I've never participated in NaNoWriMo before. I told myself it was because I didn't need to. I had the motivation to write. And I do. However, I also spend massive amounts of time wallowing in indecision, trying to work through road blocks, eight different ways to Sunday before finally landing on an approach. With NaNoWriMo, you don't have that luxury. I think that restriction might be helpful.
Generally speaking, my best experience has been the time I did not allow myself to get "stuck." For the Ghost and the Goth, when I ran into a scene where I didn't know what happened, I forced myself to jump ahead to the next scene I saw in my head.
NaNoWriMo works with my natural tendency to write a rough first draft, albeit the pace is a little faster than what I'm used to.
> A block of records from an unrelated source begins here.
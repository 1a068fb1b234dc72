//! Output redirection: operator recognition and target opening.

use crate::error::{Result, ShellError};
use std::fs::{File, OpenOptions};
use std::path::{Path, PathBuf};

/// Which of the command's output streams is sent to the file.
#[derive(Debug, Clone, Copy, PartialEq, Eq)]
pub enum Stream {
    Stdout,
    Stderr,
}

/// How the target file is opened.
#[derive(Debug, Clone, Copy, PartialEq, Eq)]
pub enum WriteMode {
    /// Discard previous contents.
    Truncate,
    /// Keep previous contents and write after them.
    Append,
}

/// Recognized operators, in the order they are looked up. Only the first one
/// present in a command line takes effect.
pub const REDIRECT_OPERATORS: &[(&str, Stream, WriteMode)] = &[
    (">", Stream::Stdout, WriteMode::Truncate),
    ("1>", Stream::Stdout, WriteMode::Truncate),
    ("2>", Stream::Stderr, WriteMode::Truncate),
    (">>", Stream::Stdout, WriteMode::Append),
    ("1>>", Stream::Stdout, WriteMode::Append),
    ("2>>", Stream::Stderr, WriteMode::Append),
];

/// Returns true if `token` is one of the [`REDIRECT_OPERATORS`].
pub fn is_operator(token: &str) -> bool {
    REDIRECT_OPERATORS.iter().any(|(op, _, _)| *op == token)
}

/// A single output redirection attached to a command.
#[derive(Debug, Clone, PartialEq, Eq)]
pub struct Redirection {
    pub stream: Stream,
    pub mode: WriteMode,
    pub path: PathBuf,
}

impl Redirection {
    pub fn new(stream: Stream, mode: WriteMode, path: impl Into<PathBuf>) -> Self {
        Self {
            stream,
            mode,
            path: path.into(),
        }
    }

    /// Opens the target for writing, creating it if absent.
    ///
    /// New files get mode `0o666` filtered through the process umask.
    pub fn open(&self) -> Result<File> {
        let mut options = OpenOptions::new();
        options.write(true).create(true);
        match self.mode {
            WriteMode::Truncate => options.truncate(true),
            WriteMode::Append => options.append(true),
        };
        #[cfg(unix)]
        {
            use std::os::unix::fs::OpenOptionsExt;
            options.mode(0o666);
        }

        let path = self.path();
        log::debug!("opening {} for {:?} ({:?})", path.display(), self.stream, self.mode);
        options.open(path).map_err(|source| ShellError::RedirectOpen {
            path: path.to_path_buf(),
            source,
        })
    }

    pub fn path(&self) -> &Path {
        &self.path
    }
}

/// Removes the winning redirection operator and its target from `args`.
///
/// Operators are tried in [`REDIRECT_OPERATORS`] order and the first one found
/// anywhere in `args` wins; any other operator tokens stay in the argument
/// list untouched. An operator with nothing after it is a
/// [`ShellError::MalformedRedirection`].
pub fn extract_redirection(mut args: Vec<String>) -> Result<(Vec<String>, Option<Redirection>)> {
    let found = REDIRECT_OPERATORS.iter().find_map(|&(op, stream, mode)| {
        args.iter()
            .position(|arg| arg == op)
            .map(|index| (op, index, stream, mode))
    });

    let Some((op, index, stream, mode)) = found else {
        return Ok((args, None));
    };

    if index + 1 >= args.len() {
        return Err(ShellError::MalformedRedirection {
            operator: op.to_string(),
        });
    }

    let target = args.remove(index + 1);
    args.remove(index);

    Ok((args, Some(Redirection::new(stream, mode, target.trim()))))
}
When I'm into a book, I usually write at least a page every day and then three or four pages on Saturday and Sunday. But I can usually get a first draft done in three months, and if I push it, I can get it up to final draft state in another month. So, clearly some days I'm writing more than my goal.
So, why, Stacey, the reluctance I hear/read in your voice?
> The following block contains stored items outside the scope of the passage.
//! A small interactive shell.
//!
//! A line of input goes through three stages:
//!
//! 1. [`lexer::tokenize`] resolves quoting and escaping into plain tokens,
//! 2. [`parser::parse_line`] splits off the command name and at most one output
//!    redirection (see [`redirect`]),
//! 3. [`Interpreter::dispatch`] runs the command, either as one of the builtins
//!    from [`builtin::BuiltinRegistry`] or as an external program found on `PATH`.
//!
//! [`Interpreter::repl`] wraps all of this in a prompt-driven read loop.

pub mod builtin;
pub mod command;
pub mod env;
pub mod error;
pub mod external;
mod interpreter;
mod io_adapters;
pub mod lexer;
pub mod parser;
pub mod redirect;

#[cfg(test)]
mod test_support;

pub use error::{Result, ShellError};
pub use interpreter::{Flow, Interpreter, PROMPT};
pub use io_adapters::{MemConsole, MemWriter, ProcessConsole};
pub use parser::ParsedCommand;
I don't know. I've never done this before, written to a specific deadline. However, I know that will be part of my future. I think one of the reasons Linnea is so darn prolific is she's used to writing under deadline, thanks to her years as a journalist. (And yes, I did spend the better part of a decade as a corporate copywriter, but it's way easier to churn out stuff when your name isn't going to be on it.)
I'm worried that trying to write so quickly will force me to churn out a pile of crap. And yet, that is the point of Anne Lamott's advice, "Write a sh*tty first draft." The point being that if you free yourself up, you'll discover things you might never have found otherwise and at least at the end you'll have something to work with rather than a blank screen. To paraphrase Edison, I'll have found at least one way NOT to write that particular story.
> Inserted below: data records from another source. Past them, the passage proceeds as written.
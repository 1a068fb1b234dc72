//! Commands implemented inside the shell process.

use crate::command::ExitCode;
use crate::env::Environment;
use crate::error::{Result, ShellError};
use crate::external;
use std::collections::HashMap;
use std::ffi::OsStr;
use std::io::Write;
use std::path::{Component, Path, PathBuf};

/// What a builtin may touch besides its output stream.
pub struct BuiltinContext<'a> {
    pub env: &'a mut Environment,
    pub builtins: &'a BuiltinRegistry,
}

/// Built-in commands known to the shell at compile time.
///
/// Builtins are executed directly in-process without spawning a child process.
pub trait BuiltinCommand {
    /// Canonical name of the command, e.g. "echo" or "cd".
    fn name(&self) -> &'static str;

    /// Executes the command, writing regular output to `stdout`.
    ///
    /// Diagnostics are returned as errors and reported by the interpreter
    /// on the shell's own output, never through `stdout`.
    fn execute(
        &self,
        args: &[String],
        stdout: &mut dyn Write,
        ctx: &mut BuiltinContext<'_>,
    ) -> Result<ExitCode>;
}

/// Name → builtin table. Built once and never modified afterwards.
pub struct BuiltinRegistry {
    table: HashMap<&'static str, Box<dyn BuiltinCommand>>,
}

impl BuiltinRegistry {
    /// Registry with exactly the given commands. A later entry with the same
    /// name replaces an earlier one.
    pub fn new(commands: Vec<Box<dyn BuiltinCommand>>) -> Self {
        let table = commands.into_iter().map(|cmd| (cmd.name(), cmd)).collect();
        Self { table }
    }

    pub fn get(&self, name: &str) -> Option<&dyn BuiltinCommand> {
        self.table.get(name).map(|cmd| cmd.as_ref())
    }

    pub fn contains(&self, name: &str) -> bool {
        self.table.contains_key(name)
    }

    /// Registered names in alphabetical order.
    pub fn names(&self) -> Vec<&'static str> {
        let mut names: Vec<_> = self.table.keys().copied().collect();
        names.sort_unstable();
        names
    }
}

impl Default for BuiltinRegistry {
    /// `cd`, `echo`, `exit`, `pwd` and `type`.
    fn default() -> Self {
        Self::new(vec![
            Box::new(Cd),
            Box::new(Echo),
            Box::new(Exit),
            Box::new(Pwd),
            Box::new(Type),
        ])
    }
}

/// Print the current working directory.
pub struct Pwd;

impl BuiltinCommand for Pwd {
    fn name(&self) -> &'static str {
        "pwd"
    }

    fn execute(
        &self,
        _args: &[String],
        stdout: &mut dyn Write,
        ctx: &mut BuiltinContext<'_>,
    ) -> Result<ExitCode> {
        writeln!(stdout, "{}", ctx.env.current_dir.display())?;
        Ok(0)
    }
}

/// Change the current working directory.
///
/// A leading `~` stands for `$HOME`. The target is normalized lexically
/// before the change, so `a/../b` never requires `a` to exist.
pub struct Cd;

impl BuiltinCommand for Cd {
    fn name(&self) -> &'static str {
        "cd"
    }

    fn execute(
        &self,
        args: &[String],
        _stdout: &mut dyn Write,
        ctx: &mut BuiltinContext<'_>,
    ) -> Result<ExitCode> {
        let Some(target) = args.first() else {
            return Err(ShellError::MissingArgument("cd"));
        };

        let expanded = match target.strip_prefix('~') {
            Some(rest) => match ctx.env.home_dir() {
                Some(home) => home.join(rest.trim_start_matches('/')),
                None => return Err(ShellError::NoSuchDirectory(target.clone())),
            },
            None => PathBuf::from(target),
        };

        ctx.env
            .change_dir(&normalize(&expanded))
            .map_err(|e| {
                log::debug!("cd {target}: {e}");
                ShellError::NoSuchDirectory(target.clone())
            })?;
        Ok(0)
    }
}

/// Lexically clean `path`: drop `.` and repeated separators, fold `..` into
/// the preceding component where there is one.
fn normalize(path: &Path) -> PathBuf {
    let mut out = PathBuf::new();
    for component in path.components() {
        match component {
            Component::CurDir => {}
            Component::ParentDir => match out.components().next_back() {
                Some(Component::Normal(_)) => {
                    out.pop();
                }
                Some(Component::RootDir) | Some(Component::Prefix(_)) => {}
                _ => out.push(".."),
            },
            other => out.push(other.as_os_str()),
        }
    }
    if out.as_os_str().is_empty() {
        out.push(".");
    }
    out
}

/// Write the arguments separated by single spaces, followed by a newline.
pub struct Echo;

impl BuiltinCommand for Echo {
    fn name(&self) -> &'static str {
        "echo"
    }

    fn execute(
        &self,
        args: &[String],
        stdout: &mut dyn Write,
        _ctx: &mut BuiltinContext<'_>,
    ) -> Result<ExitCode> {
        writeln!(stdout, "{}", args.join(" "))?;
        Ok(0)
    }
}

/// Exit the shell.
///
/// The status is the first argument, `0` when absent and `1` when it is not
/// an integer. The interpreter stops reading input once this has run.
pub struct Exit;

impl BuiltinCommand for Exit {
    fn name(&self) -> &'static str {
        "exit"
    }

    fn execute(
        &self,
        args: &[String],
        _stdout: &mut dyn Write,
        ctx: &mut BuiltinContext<'_>,
    ) -> Result<ExitCode> {
        let code = match args.first() {
            Some(arg) => arg.parse::<ExitCode>().unwrap_or(1),
            None => 0,
        };
        ctx.env.request_exit(code);
        Ok(code)
    }
}

/// Describe how each name would be interpreted as a command.
pub struct Type;

impl BuiltinCommand for Type {
    fn name(&self) -> &'static str {
        "type"
    }

    fn execute(
        &self,
        args: &[String],
        stdout: &mut dyn Write,
        ctx: &mut BuiltinContext<'_>,
    ) -> Result<ExitCode> {
        let search_paths = ctx.env.search_path();
        let mut status = 0;
        for name in args {
            if ctx.builtins.contains(name) {
                writeln!(stdout, "{name} is a shell builtin")?;
            } else if let Some(path) = external::find_in_path(&search_paths, OsStr::new(name)) {
                writeln!(stdout, "{name} is {}", path.display())?;
            } else {
                writeln!(stdout, "{name} not found")?;
                status = 1;
            }
        }
        Ok(status)
    }
}
use crate::command::ExitCode;
use std::collections::HashMap;
use std::env as stdenv;
use std::ffi::OsString;
use std::fs;
use std::io;
use std::path::{Path, PathBuf};

/// The interpreter's view of the process environment.
///
/// The environment contains:
/// - `vars`: variables captured at startup and passed on to launched programs.
/// - `current_dir`: mirror of the process working directory, kept in sync by [`Environment::change_dir`].
/// - `exit_request`: set by the `exit` builtin; the read loop stops once it is present.
#[derive(Debug, Clone)]
pub struct Environment {
    /// Key-value store of environment variables (e.g., PATH, HOME).
    pub vars: HashMap<String, String>,
    /// The current working directory for command execution.
    pub current_dir: PathBuf,
    exit_request: Option<ExitCode>,
}

impl Environment {
    /// Capture the current process state. Variables that are not valid
    /// UTF-8 are skipped.
    pub fn new() -> Self {
        let current_dir = stdenv::current_dir().unwrap_or_else(|_| PathBuf::from("."));
        let vars = stdenv::vars_os()
            .filter_map(|(k, v)| Some((k.into_string().ok()?, v.into_string().ok()?)));
        Self::with_vars(vars, current_dir)
    }

    /// Build an environment from explicit variables, without consulting the process.
    pub fn with_vars<I, K, V>(vars: I, current_dir: PathBuf) -> Self
    where
        I: IntoIterator<Item = (K, V)>,
        K: Into<String>,
        V: Into<String>,
    {
        Self {
            vars: vars.into_iter().map(|(k, v)| (k.into(), v.into())).collect(),
            current_dir,
            exit_request: None,
        }
    }

    pub fn get_var(&self, key: &str) -> Option<&str> {
        self.vars.get(key).map(String::as_str)
    }

    pub fn set_var(&mut self, key: impl Into<String>, val: impl Into<String>) {
        self.vars.insert(key.into(), val.into());
    }

    /// Raw `PATH` value, empty when unset.
    pub fn search_path(&self) -> OsString {
        self.get_var("PATH").map(OsString::from).unwrap_or_default()
    }

    pub fn home_dir(&self) -> Option<PathBuf> {
        self.get_var("HOME")
            .filter(|home| !home.is_empty())
            .map(PathBuf::from)
    }

    /// Change the process working directory and update the mirror.
    ///
    /// Relative paths are resolved against [`Environment::current_dir`]. On
    /// error neither the process nor the mirror is touched.
    pub fn change_dir(&mut self, path: &Path) -> io::Result<()> {
        let target = if path.is_absolute() {
            path.to_path_buf()
        } else {
            self.current_dir.join(path)
        };

        let canonical = fs::canonicalize(&target)?;
        stdenv::set_current_dir(&canonical)?;
        log::debug!("working directory is now {}", canonical.display());
        self.current_dir = canonical;
        Ok(())
    }

    pub fn request_exit(&mut self, code: ExitCode) {
        self.exit_request = Some(code);
    }

    pub fn exit_requested(&self) -> Option<ExitCode> {
        self.exit_request
    }
}

impl Default for Environment {
    fn default() -> Self {
        Self::new()
    }
}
The obssessive compulsive side of me (oh, yes, shocking, I know...) is freaking out about not making the deadline. 50,000 words in 30 days. There is no prize or anything. It's just about reaching the goal. And I'm never that tough on myself about goals because they have to be flexible and realistic for life. But I DO not like failing. Period.
And yet, conversely, that very thing would be what motivates me to keep writing even when I really want to go watch a re-run of Family Guy.
Hmmm.
Still thinking about it. Anyone else out there participating in NaNoWriMo?